Nobody loves this record. Be the 1st!
5/10 Robin Staff review, 25 April 2018

At least he’s having a nice time. Having come off of being my favourite band of all time with three late-career records that stood as Will Sheff’s best work, Okkervil River have now released a gleeful dud. Am I bothered? I’m bothered by the War on Drugs production, the formless lyrical content and the unyielding schmaltz, yes, but this record is someone else’s, and I can let it slide. This record just belongs to Sheff, a self-serving gem with all the home comforts he needs to get through a few very hard years. The riff to the Kinks’ “Waterloo Sunset” starts playing halfway through the opener to this record, signalling the kind of balmy solipsism that exists when you stay home from the party and listen to the handed-down bits of your record collection.

The music is just awful. Up in the clouds and pantomimic, shrill to the max with widescreen glitz, it’s a heel turn from the absolutely gorgeous ‘Away’, in which Sheff announced his brand new backing band via ‘Astral Weeks’ rebirth. Liking them so much after that wonderful record, he invited them to make ‘In The Rainbow Rain’ with him, giving into a newfound joy and creating songs like “The Dream and the Light”, which sounds like a traffic jam in thunder. Backing vocals, twinkling pianos, skronking sax solos and a multitude of strums make it unparsable. Already inclined to climax loudly whenever he can, all these songs sound like Sheff is just gunning to up the dynamics, bursting at the seams with what they want to tell you. “Love Somebody” doesn’t amp me up because it’s already yelling its sweet nothings in my ear.

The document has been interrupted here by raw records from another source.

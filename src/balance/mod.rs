//! Channel rebalancing workflow
//!
//! - [`ratio`](balance_ratio): balance ratios and candidate ordering
//! - [`ChannelDirectory`]: the node's channels as last fetched
//! - [`RebalanceIntent`]: the outgoing/incoming/amount/max fee selection
//! - [`RebalanceController`]: cancellable execution of a committed intent
//! - [`RebalanceSession`]: one operator's workflow, as served by the API

mod controller;
mod directory;
mod ratio;
mod selection;
mod session;

pub use controller::{RebalanceController, RebalanceRun, RunOutcome, RunStatus, RunSummary};
pub use directory::{ChannelDirectory, DirectoryStatus};
pub use ratio::{balance_ratio, balance_ratio_precise, incoming_candidates, outgoing_candidates};
pub use selection::{IntentState, RebalanceIntent, RebalanceOrder, Rejected, Selection};
pub use session::{Availability, ChannelView, RebalanceSession, SessionSnapshot};
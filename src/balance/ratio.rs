//! Balance ratio and candidate ordering

use crate::node::{Channel, ChannelId};

/// Local balance as a rounded percentage of the channel's total balance.
///
/// Returns 0 for a channel with no balance on either side.
pub fn balance_ratio(local: u64, remote: u64) -> u8 {
    if local == 0 && remote == 0 {
        return 0;
    }
    percent(local, remote).round() as u8
}

/// Same as [`balance_ratio`] but keeps two decimals
pub fn balance_ratio_precise(local: u64, remote: u64) -> f64 {
    if local == 0 && remote == 0 {
        return 0.0;
    }
    (percent(local, remote) * 100.0).round() / 100.0
}

fn percent(local: u64, remote: u64) -> f64 {
    let local = local as f64;
    local / (local + remote as f64) * 100.0
}

/// Channels ordered by ascending balance ratio. Ties keep their input order.
pub fn outgoing_candidates(channels: &[Channel]) -> Vec<&Channel> {
    let mut ordered: Vec<&Channel> = channels.iter().collect();
    ordered.sort_by_key(|c| c.balance_ratio());
    ordered
}

/// Reverse of [`outgoing_candidates`], without the chosen outgoing channel
pub fn incoming_candidates<'a>(
    channels: &'a [Channel],
    outgoing: Option<&ChannelId>,
) -> Vec<&'a Channel> {
    let mut ordered = outgoing_candidates(channels);
    ordered.reverse();
    if let Some(outgoing) = outgoing {
        ordered.retain(|c| &c.id != outgoing);
    }
    ordered
}
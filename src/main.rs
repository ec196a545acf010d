use anyhow::Result;
use std::path::PathBuf;
use tracing::{error, info};
use tracing_subscriber::EnvFilter;

use ln_rebalancer::{config::LoggingConfig, Config, RebalancerApp};

#[tokio::main]
async fn main() -> Result<()> {
    // Load configuration before logging so the configured level applies
    let (config, source) = load_config().await?;

    init_tracing(&config.logging);

    info!("Starting ln-rebalancer...");
    match source {
        Some(path) => info!("Loaded configuration from: {}", path.display()),
        None => info!("No configuration file found, using defaults"),
    }

    // Validate configuration
    if let Err(e) = config.validate() {
        error!("Configuration validation failed: {}", e);
        std::process::exit(1);
    }

    // Create and run the rebalancer
    let app = RebalancerApp::new(config).await?;

    // Create shutdown channel
    let (shutdown_tx, shutdown_rx) = tokio::sync::oneshot::channel();

    // Handle shutdown signals
    let app_clone = app.clone();
    tokio::spawn(async move {
        match tokio::signal::ctrl_c().await {
            Ok(()) => {
                info!("Received shutdown signal, initiating graceful shutdown...");
                // Settle the in-flight rebalance before the API future lets main return
                if let Err(e) = app_clone.shutdown().await {
                    error!("Error during shutdown: {}", e);
                }
                let _ = shutdown_tx.send(());
            }
            Err(e) => {
                error!("Failed to listen for shutdown signal: {}", e);
            }
        }
    });

    // Run the application with shutdown handler
    app.run_with_shutdown(shutdown_rx).await?;

    info!("ln-rebalancer stopped gracefully");
    Ok(())
}

/// Initialize tracing; `RUST_LOG` overrides the configured level
fn init_tracing(logging: &LoggingConfig) {
    let filter =
        EnvFilter::try_from_default_env().unwrap_or_else(|_| EnvFilter::new(&logging.level));

    let builder = tracing_subscriber::fmt()
        .with_env_filter(filter)
        .with_target(true);

    match logging.format.as_str() {
        "json" => builder.json().init(),
        "compact" => builder.compact().init(),
        _ => builder.with_thread_ids(true).init(),
    }
}

/// Load configuration from file or use defaults
async fn load_config() -> Result<(Config, Option<PathBuf>)> {
    // Look for config in standard locations
    let config_paths = vec![
        PathBuf::from("./ln-rebalancer.toml"),
        PathBuf::from("/etc/ln-rebalancer/ln-rebalancer.toml"),
        dirs::config_dir()
            .map(|d| d.join("ln-rebalancer/ln-rebalancer.toml"))
            .unwrap_or_default(),
    ];

    for path in config_paths {
        if path.exists() {
            let content = tokio::fs::read_to_string(&path).await?;
            let config: Config = toml::from_str(&content)?;
            return Ok((config, Some(path)));
        }
    }

    Ok((Config::default(), None))
}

Maybe it’s the way Sheff’s writing, though: he claims “Pulled Up The Ribbon” was written because he heard a good melody in his head and let the narrative come later, and the song sounds like the War on Drugs playing an epic RPG, like “Red Eyes” going way, way too hard. These moments, with their ear-piercing synthwork and big band mayhem, are more constricting than they are freeing, their basslines strapping you in like a seatbelt that’s too tight. I’d much rather listen to him give into laying back, as on “Don’t Move Back To L.A.”, where he tells you everything you need to know about his life: Al Stewart is good, Steely Dan were at their best at their simplest and all of the best music was made in the ‘60s by exhaling a big, relieved sigh. I think I'll sit this one out and listen to this.